The LoHud Yankees Blog

A New York Yankees blog by Chad Jennings and the staff of The Journal News

Gardner: “Hopefully I fit in there somewhere”

Posted by: Chad Jennings - Posted in Misc on Jan 16, 2010 Print This Post Print This Post | Email This Post Email This Post

At this moment, left field at Yankee Stadium belongs to Brett Gardner. The only other options on the Yankees roster are a Rule 5 pick and a few minor leaguers with spring training invitations, but as I wrote in today’s Journal News, Gardner knows the position won’t be handed to him quite so easily.

“I just want to be in there and play and contribute,” he said from his home in South Carolina. “Hopefully I’ll be playing every day. I’m sure they’re going to look at a couple of different options, and hopefully I fit in there somewhere.”

The Yankees remain in the market for an outfielder, and Brian Cashman has expressed an interest in a right-handed hitter to complement switch-hitting Nick Swisher and lefties Gardner and Curtis Granderson. Most of the names being suggested — including the ever-present possibility of Johnny Damon — could be more than role players, they could win the left-field job outright.

And so, Gardner is at home, getting himself ready to fight for an everyday job.
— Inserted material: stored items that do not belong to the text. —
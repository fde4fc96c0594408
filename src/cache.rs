//! Last valuation for a single user.
//!
//! There is one slot. Every write names the identity it is for, and a
//! different identity wipes the rows and the cost basis before anything is
//! admitted. A refresh takes a [`CacheTicket`] when it starts; if the owner
//! changes before it finishes, its result is dropped on arrival.

use chrono::{DateTime, Utc};
use std::collections::HashMap;
use tokio::sync::RwLock;
use tracing::debug;

use crate::investor::Identity;
use crate::valuation::{usable_price, ValuationRow};

#[derive(Debug, Clone, PartialEq)]
pub struct CachedValuation {
    pub owner: Identity,
    pub rows: Vec<ValuationRow>,
    /// Cost basis per symbol, fixed at first sight until the owner changes.
    pub price_buy: HashMap<String, f64>,
    pub refreshed_at: Option<DateTime<Utc>>,
}

impl CachedValuation {
    fn empty(owner: Identity) -> Self {
        Self {
            owner,
            rows: Vec::new(),
            price_buy: HashMap::new(),
            refreshed_at: None,
        }
    }
}

/// Proof that a writer started against a particular owner.
#[derive(Debug, Clone, PartialEq, Eq)]
pub struct CacheTicket {
    owner: Identity,
    epoch: u64,
}

impl CacheTicket {
    pub fn owner(&self) -> &Identity {
        &self.owner
    }
}

#[derive(Debug, Default)]
struct Slot {
    entry: Option<CachedValuation>,
    /// Bumped whenever the entry is discarded.
    epoch: u64,
}

impl Slot {
    fn switch_owner(&mut self, identity: &Identity) -> bool {
        if self.entry.as_ref().is_some_and(|e| e.owner == *identity) {
            return false;
        }
        let previous = self.entry.replace(CachedValuation::empty(identity.clone()));
        self.epoch += 1;
        if let Some(prev) = &previous {
            debug!(from = %prev.owner, to = %identity, "Cache owner changed, clearing");
        }
        previous.is_some()
    }

    fn current(&mut self, ticket: &CacheTicket) -> Option<&mut CachedValuation> {
        if ticket.epoch != self.epoch {
            return None;
        }
        self.entry.as_mut().filter(|e| e.owner == ticket.owner)
    }

    fn current_ref(&self, ticket: &CacheTicket) -> Option<&CachedValuation> {
        if ticket.epoch != self.epoch {
            return None;
        }
        self.entry.as_ref().filter(|e| e.owner == ticket.owner)
    }
}

#[derive(Debug, Default)]
pub struct PriceCache {
    slot: RwLock<Slot>,
}

impl PriceCache {
    pub fn new() -> Self {
        Self::default()
    }

    /// The cached valuation, if it belongs to `identity` and has been filled.
    pub async fn get(&self, identity: &Identity) -> Option<CachedValuation> {
        let slot = self.slot.read().await;
        slot.entry
            .as_ref()
            .filter(|e| e.owner == *identity && e.refreshed_at.is_some())
            .cloned()
    }

    pub async fn owner(&self) -> Option<Identity> {
        self.slot.read().await.entry.as_ref().map(|e| e.owner.clone())
    }

    /// Make `identity` the owner, discarding another owner's data. Returns
    /// whether anything was discarded.
    pub async fn invalidate_if_owner_changed(&self, identity: &Identity) -> bool {
        self.slot.write().await.switch_owner(identity)
    }

    /// Replace the rows for `identity`, taking ownership first if needed.
    pub async fn put(&self, identity: &Identity, rows: Vec<ValuationRow>) {
        let mut slot = self.slot.write().await;
        slot.switch_owner(identity);
        if let Some(entry) = slot.entry.as_mut() {
            Self::admit(entry, rows);
        }
    }

    /// Start a write for `identity`.
    pub async fn ticket(&self, identity: &Identity) -> CacheTicket {
        let mut slot = self.slot.write().await;
        slot.switch_owner(identity);
        CacheTicket {
            owner: identity.clone(),
            epoch: slot.epoch,
        }
    }

    /// Anchor `price` as the cost basis for `symbol` unless one exists.
    /// Returns the anchored value, or `None` if the ticket is stale.
    pub async fn record_price_buy(&self, ticket: &CacheTicket, symbol: &str, price: f64) -> Option<f64> {
        let mut slot = self.slot.write().await;
        let entry = slot.current(ticket)?;
        Some(*entry.price_buy.entry(symbol.to_string()).or_insert(price))
    }

    /// Cost basis for `symbol` as seen by a writer; `None` once the ticket
    /// is stale.
    pub async fn anchored_price_buy(&self, ticket: &CacheTicket, symbol: &str) -> Option<f64> {
        let slot = self.slot.read().await;
        slot.current_ref(ticket)
            .and_then(|e| e.price_buy.get(symbol).copied())
    }

    pub async fn price_buy(&self, identity: &Identity, symbol: &str) -> Option<f64> {
        let slot = self.slot.read().await;
        slot.entry
            .as_ref()
            .filter(|e| e.owner == *identity)
            .and_then(|e| e.price_buy.get(symbol).copied())
    }

    /// Finish a write. Returns `false`, leaving the cache untouched, when
    /// the owner changed since the ticket was taken.
    pub async fn commit(&self, ticket: CacheTicket, rows: Vec<ValuationRow>) -> bool {
        let mut slot = self.slot.write().await;
        match slot.current(&ticket) {
            Some(entry) => {
                Self::admit(entry, rows);
                true
            }
            None => {
                debug!(owner = %ticket.owner, "Dropping stale valuation");
                false
            }
        }
    }

    pub async fn clear(&self) {
        let mut slot = self.slot.write().await;
        slot.entry = None;
        slot.epoch += 1;
    }

    /// Clear only if `identity` owns the cache.
    pub async fn clear_for(&self, identity: &Identity) -> bool {
        let mut slot = self.slot.write().await;
        if slot.entry.as_ref().is_some_and(|e| e.owner == *identity) {
            slot.entry = None;
            slot.epoch += 1;
            return true;
        }
        false
    }

    /// Drop the rows of `identity`'s board, keeping its cost bases, so the
    /// next read values afresh. Refreshes already running are discarded.
    pub async fn discard_rows(&self, identity: &Identity) -> bool {
        let mut slot = self.slot.write().await;
        let Some(entry) = slot.entry.as_mut().filter(|e| e.owner == *identity) else {
            return false;
        };
        entry.rows.clear();
        entry.refreshed_at = None;
        slot.epoch += 1;
        debug!(owner = %identity, "Cached rows discarded");
        true
    }

    fn admit(entry: &mut CachedValuation, rows: Vec<ValuationRow>) {
        for row in &rows {
            if let Some(p) = usable_price(row.price_buy).or(usable_price(row.price)) {
                entry.price_buy.entry(row.symbol.clone()).or_insert(p);
            }
        }
        entry.rows = rows;
        entry.refreshed_at = Some(Utc::now());
    }
}
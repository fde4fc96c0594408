//! Investor questionnaire and risk-aversion scoring
//!
//! A submitted questionnaire is one fixed-shape row: the investor's email,
//! seven scored answers, then horizon, initial investment and portfolio size.
//! The seven answers sum to a score which maps affinely onto the optimizer's
//! risk-aversion parameter λ.

use once_cell::sync::Lazy;
use regex::Regex;
use serde::{Deserialize, Serialize};
use std::fmt;

use crate::error::{BoardError, BoardResult};

/// Slope `c` of `λ = 1 + c·(score − k)`.
pub const LAMBDA_SLOPE: f64 = 0.142857;
/// Pivot `k`: seven answers of 1 give λ = 1.
pub const LAMBDA_PIVOT: i64 = 7;

pub const SCORED_ANSWERS: usize = 7;
pub const ROW_WIDTH: usize = 11;

/// Column names of a stored questionnaire row, in order.
pub const PREFERENCE_HEADER: [&str; ROW_WIDTH] = [
    "Email",
    "Familiarity",
    "Portfolio Drop",
    "Risk Investment",
    "Volatility",
    "Drawdown 1 Month",
    "Drawdown 2 Months",
    "Drawdown 3 Months",
    "Investment Horizon",
    "Initial Investment",
    "Portfolio Size",
];

static EMAIL_RE: Lazy<Regex> =
    Lazy::new(|| Regex::new(r"^[^\s@,]+@[^\s@,]+\.[^\s@,]+$").expect("static email pattern"));

/// A validated user identity (the email the auth layer bound the credential to).
#[derive(Debug, Clone, PartialEq, Eq, Hash, PartialOrd, Ord, Serialize, Deserialize)]
#[serde(try_from = "String", into = "String")]
pub struct Identity(String);

impl Identity {
    pub fn parse(raw: &str) -> BoardResult<Self> {
        let email = raw.trim();
        if email.is_empty() {
            return Err(BoardError::invalid("email is required"));
        }
        if !EMAIL_RE.is_match(email) {
            return Err(BoardError::invalid(format!("'{}' is not an email address", email)));
        }
        Ok(Identity(email.to_string()))
    }

    pub fn as_str(&self) -> &str {
        &self.0
    }
}

impl fmt::Display for Identity {
    fn fmt(&self, f: &mut fmt::Formatter<'_>) -> fmt::Result {
        f.write_str(&self.0)
    }
}

impl TryFrom<String> for Identity {
    type Error = BoardError;

    fn try_from(value: String) -> Result<Self, Self::Error> {
        Identity::parse(&value)
    }
}

impl From<Identity> for String {
    fn from(id: Identity) -> Self {
        id.0
    }
}

/// One questionnaire submission. Immutable once built; a new submission for
/// the same identity replaces it wholesale.
#[derive(Debug, Clone, PartialEq)]
pub struct Questionnaire {
    pub identity: Identity,
    pub answers: [i64; SCORED_ANSWERS],
    pub horizon_years: u32,
    pub initial_investment: f64,
    pub portfolio_size: u32,
}

impl Questionnaire {
    pub fn new(
        identity: Identity,
        answers: [i64; SCORED_ANSWERS],
        horizon_years: u32,
        initial_investment: f64,
        portfolio_size: u32,
    ) -> BoardResult<Self> {
        let q = Questionnaire {
            identity,
            answers,
            horizon_years,
            initial_investment,
            portfolio_size,
        };
        q.validate()?;
        Ok(q)
    }

    /// Parse a stored or submitted row. Cells are trimmed; answers are not
    /// range-checked, only required to be integers.
    pub fn from_row<S: AsRef<str>>(row: &[S]) -> BoardResult<Self> {
        if row.len() != ROW_WIDTH {
            return Err(BoardError::invalid(format!(
                "questionnaire row has {} fields, expected {}",
                row.len(),
                ROW_WIDTH
            )));
        }
        let cell = |i: usize| row[i].as_ref().trim();

        let identity = Identity::parse(cell(0))?;
        let mut answers = [0i64; SCORED_ANSWERS];
        for (i, slot) in answers.iter_mut().enumerate() {
            *slot = Self::parse_field(cell(i + 1), PREFERENCE_HEADER[i + 1])?;
        }
        let horizon_years = Self::parse_field(cell(8), PREFERENCE_HEADER[8])?;
        let initial_investment = Self::parse_field(cell(9), PREFERENCE_HEADER[9])?;
        let portfolio_size = Self::parse_field(cell(10), PREFERENCE_HEADER[10])?;

        Self::new(identity, answers, horizon_years, initial_investment, portfolio_size)
    }

    pub fn to_row(&self) -> Vec<String> {
        let mut row = Vec::with_capacity(ROW_WIDTH);
        row.push(self.identity.to_string());
        row.extend(self.answers.iter().map(|a| a.to_string()));
        row.push(self.horizon_years.to_string());
        row.push(self.initial_investment.to_string());
        row.push(self.portfolio_size.to_string());
        row
    }

    pub fn validate(&self) -> BoardResult<()> {
        if self.horizon_years == 0 {
            return Err(BoardError::invalid("investment horizon must be at least one year"));
        }
        if self.portfolio_size == 0 {
            return Err(BoardError::invalid("portfolio size must be at least one asset"));
        }
        if !self.initial_investment.is_finite() || self.initial_investment < 0.0 {
            return Err(BoardError::invalid(format!(
                "initial investment {} is not a usable amount",
                self.initial_investment
            )));
        }
        Ok(())
    }

    pub fn score(&self) -> i64 {
        score(&self.answers)
    }

    pub fn risk_aversion(&self) -> f64 {
        risk_aversion(self.score())
    }

    fn parse_field<T: std::str::FromStr>(text: &str, column: &str) -> BoardResult<T> {
        text.parse()
            .map_err(|_| BoardError::invalid(format!("{} must be numeric, got '{}'", column, text)))
    }
}

/// Sum of the scored answers. Out-of-range answers are kept as-is; the sum
/// saturates instead of overflowing.
pub fn score(answers: &[i64]) -> i64 {
    answers.iter().fold(0i64, |acc, a| acc.saturating_add(*a))
}

/// `λ = 1 + c·(score − k)`. Higher is more conservative.
pub fn risk_aversion(score: i64) -> f64 {
    1.0 + LAMBDA_SLOPE * score.saturating_sub(LAMBDA_PIVOT) as f64
}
He said he plans to arrive in spring training more than two weeks before position players are scheduled to report, and until then, he’ll be working on his own to address the shortcomings of a largely successful rookie season.


Approach at the plate
“I just need to be more aggressive and put some balls in play.”

In the minor leagues, Gardner established himself as a dangerous hitter at the top of the order. Pitchers wouldn’t work around him, but they pitched carefully against him. Opening with Scranton/Wilkes-Barre in 2008, Gardner walked just 12 times in April, but he also hit .299 and slugged .494 that month. Triple-A pitchers then walked him 25 times in May and 24 times in June. Gardner is not going to get the same respect in the big leagues, and he’s going to have to adjust.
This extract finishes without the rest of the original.